[Instructions for the task] Below are the records; copy out every line that holds the word "Some".

[Record set]
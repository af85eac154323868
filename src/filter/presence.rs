// mlsaflow: Incremental multi-locus sequence analysis from marker genes to a phylogeny.
//
// Copyright 2025 The mlsaflow authors.
//
// Copyrights in this project are retained by contributors. No copyright assignment
// is required to contribute to this project.
//
// Except as otherwise noted (below and/or in individual files), this
// project is licensed under the Apache License, Version 2.0
// <LICENSE-APACHE> or <http://www.apache.org/licenses/LICENSE-2.0> or
// the MIT license, <LICENSE-MIT> or <http://opensource.org/licenses/MIT>,
// at your option.
//

//! Gene × genome presence of qualifying hits.
//!
//! Each gene holds a [RoaringBitmap] of the genome indexes it was found in,
//! so "which genomes lack gene X" is a bitmap difference against the set of
//! all genomes.

use std::collections::HashMap;
use std::io::Write;

use indexmap::IndexMap;
use roaring::RoaringBitmap;

use crate::filter::HitRecord;

type E = Box<dyn std::error::Error>;

#[derive(Debug, Clone, Default, PartialEq)]
pub struct PresenceMatrix {
    genomes: IndexMap<String, u32>,
    genes: IndexMap<String, RoaringBitmap>,
    counts: HashMap<(String, u32), u32>,
}

impl PresenceMatrix {
    /// Builds the matrix from qualifying hits.
    ///
    /// Hits on genomes or genes not listed are ignored.
    pub fn from_hits<'a, I>(genomes: &[String], genes: &[String], hits: I) -> Self
    where
        I: IntoIterator<Item = &'a HitRecord>,
    {
        let genomes: IndexMap<String, u32> = genomes.iter().enumerate()
            .map(|(idx, genome)| (genome.clone(), idx as u32))
            .collect();
        let mut genes: IndexMap<String, RoaringBitmap> = genes.iter()
            .map(|gene| (gene.clone(), RoaringBitmap::new()))
            .collect();
        let mut counts: HashMap<(String, u32), u32> = HashMap::new();

        hits.into_iter().for_each(|hit| {
            if let (Some(idx), Some(bitmap)) = (genomes.get(&hit.genome), genes.get_mut(&hit.gene)) {
                bitmap.insert(*idx);
                *counts.entry((hit.gene.clone(), *idx)).or_insert(0) += 1;
            }
        });

        PresenceMatrix { genomes, genes, counts }
    }

    /// True if `genome` has at least one qualifying hit for `gene`.
    pub fn has(&self, genome: &str, gene: &str) -> bool {
        match (self.genomes.get(genome), self.genes.get(gene)) {
            (Some(idx), Some(bitmap)) => bitmap.contains(*idx),
            _ => false,
        }
    }

    /// Number of qualifying hits for the pair.
    pub fn count(&self, genome: &str, gene: &str) -> u32 {
        self.genomes.get(genome)
            .and_then(|idx| self.counts.get(&(gene.to_string(), *idx)))
            .copied()
            .unwrap_or(0)
    }

    fn all_genomes(&self) -> RoaringBitmap {
        (0..self.genomes.len() as u32).collect()
    }

    /// Genomes without a qualifying hit for `gene`, in genome order.
    pub fn genomes_missing(&self, gene: &str) -> Vec<String> {
        let missing = match self.genes.get(gene) {
            Some(bitmap) => self.all_genomes() - bitmap,
            None => self.all_genomes(),
        };
        missing.iter()
            .filter_map(|idx| self.genomes.get_index(idx as usize).map(|(name, _)| name.clone()))
            .collect()
    }

    /// Genes without a qualifying hit in `genome`, in gene order.
    pub fn genes_missing(&self, genome: &str) -> Vec<String> {
        self.genes.keys().filter(|gene| !self.has(genome, gene)).cloned().collect()
    }

    /// Percentage of genomes lacking `gene`.
    pub fn missing_percent(&self, gene: &str) -> f64 {
        if self.genomes.is_empty() {
            return 0.0
        }
        self.genomes_missing(gene).len() as f64 / self.genomes.len() as f64 * 100.0
    }

    pub fn genomes(&self) -> impl Iterator<Item = &String> {
        self.genomes.keys()
    }

    pub fn genes(&self) -> impl Iterator<Item = &String> {
        self.genes.keys()
    }

    /// Writes the matrix as a tab separated table of hit counts, genomes as rows.
    pub fn write_tsv<W: Write>(&self, conn_out: &mut W) -> Result<(), E> {
        let mut header = String::from("genome");
        self.genes.keys().for_each(|gene| {
            header += "\t";
            header += gene;
        });
        header += "\n";
        conn_out.write_all(header.as_bytes())?;

        for genome in self.genomes.keys() {
            let mut line = genome.clone();
            self.genes.keys().for_each(|gene| {
                line += "\t";
                line += &self.count(genome, gene).to_string();
            });
            line += "\n";
            conn_out.write_all(line.as_bytes())?;
        }
        conn_out.flush()?;
        Ok(())
    }
}
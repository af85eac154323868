// mlsaflow: Incremental multi-locus sequence analysis from marker genes to a phylogeny.
//
// Copyright 2025 The mlsaflow authors.
//
// Copyrights in this project are retained by contributors. No copyright assignment
// is required to contribute to this project.
//
// Except as otherwise noted (below and/or in individual files), this
// project is licensed under the Apache License, Version 2.0
// <LICENSE-APACHE> or <http://www.apache.org/licenses/LICENSE-2.0> or
// the MIT license, <LICENSE-MIT> or <http://opensource.org/licenses/MIT>,
// at your option.
//
use clap::Parser;
use log::{error, info};

use mlsaflow::config::Config;
use mlsaflow::pipeline::Pipeline;
use mlsaflow::rundir::RunDir;
use mlsaflow::tools::Toolbox;
use mlsaflow::PipelineError;
use mlsaflow::RunReport;

mod cli;

/// Initializes the logger with verbosity given in `log_max_level`.
fn init_log(log_max_level: usize) {
    let res = stderrlog::new()
    .module(module_path!())
    .quiet(false)
    .verbosity(log_max_level)
    .timestamp(stderrlog::Timestamp::Off)
    .init();
    if let Err(e) = res {
        eprintln!("Cannot initialize logging: {}", e);
    }
}

fn run(cli: &cli::Cli) -> Result<RunReport, PipelineError> {
    let cwd = std::env::current_dir()?;
    let rundir = RunDir::create(&cwd, &cli.runid)?;

    let copy_from = cli.config.as_deref().map(mlsaflow::config::absolute);
    let stored = Config::stored(&rundir.config(), copy_from.as_deref())?;
    let config = Config::reconcile(cli.overrides(), stored);

    info!("Run {} in {}", cli.runid, rundir.root().display());
    let tools = Toolbox::external(&config);
    let mut pipeline = Pipeline::open(rundir, config, tools)?;
    pipeline.run(cli.checkpoint)
}

fn main() {
    let cli = cli::Cli::parse();
    init_log(cli.verbosity());

    let code = match run(&cli) {
        Ok(report) => {
            report.log();
            report.exit_code()
        },
        Err(e) => {
            error!("{}", e);
            e.exit_code()
        },
    };
    std::process::exit(code);
}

[Output]
            if let (Some(idx), Some(bitmap)) = (genomes.get(&hit.genome), genes.get_mut(&hit.gene)) {
            (Some(idx), Some(bitmap)) => bitmap.contains(*idx),
            Some(bitmap) => self.all_genomes() - bitmap,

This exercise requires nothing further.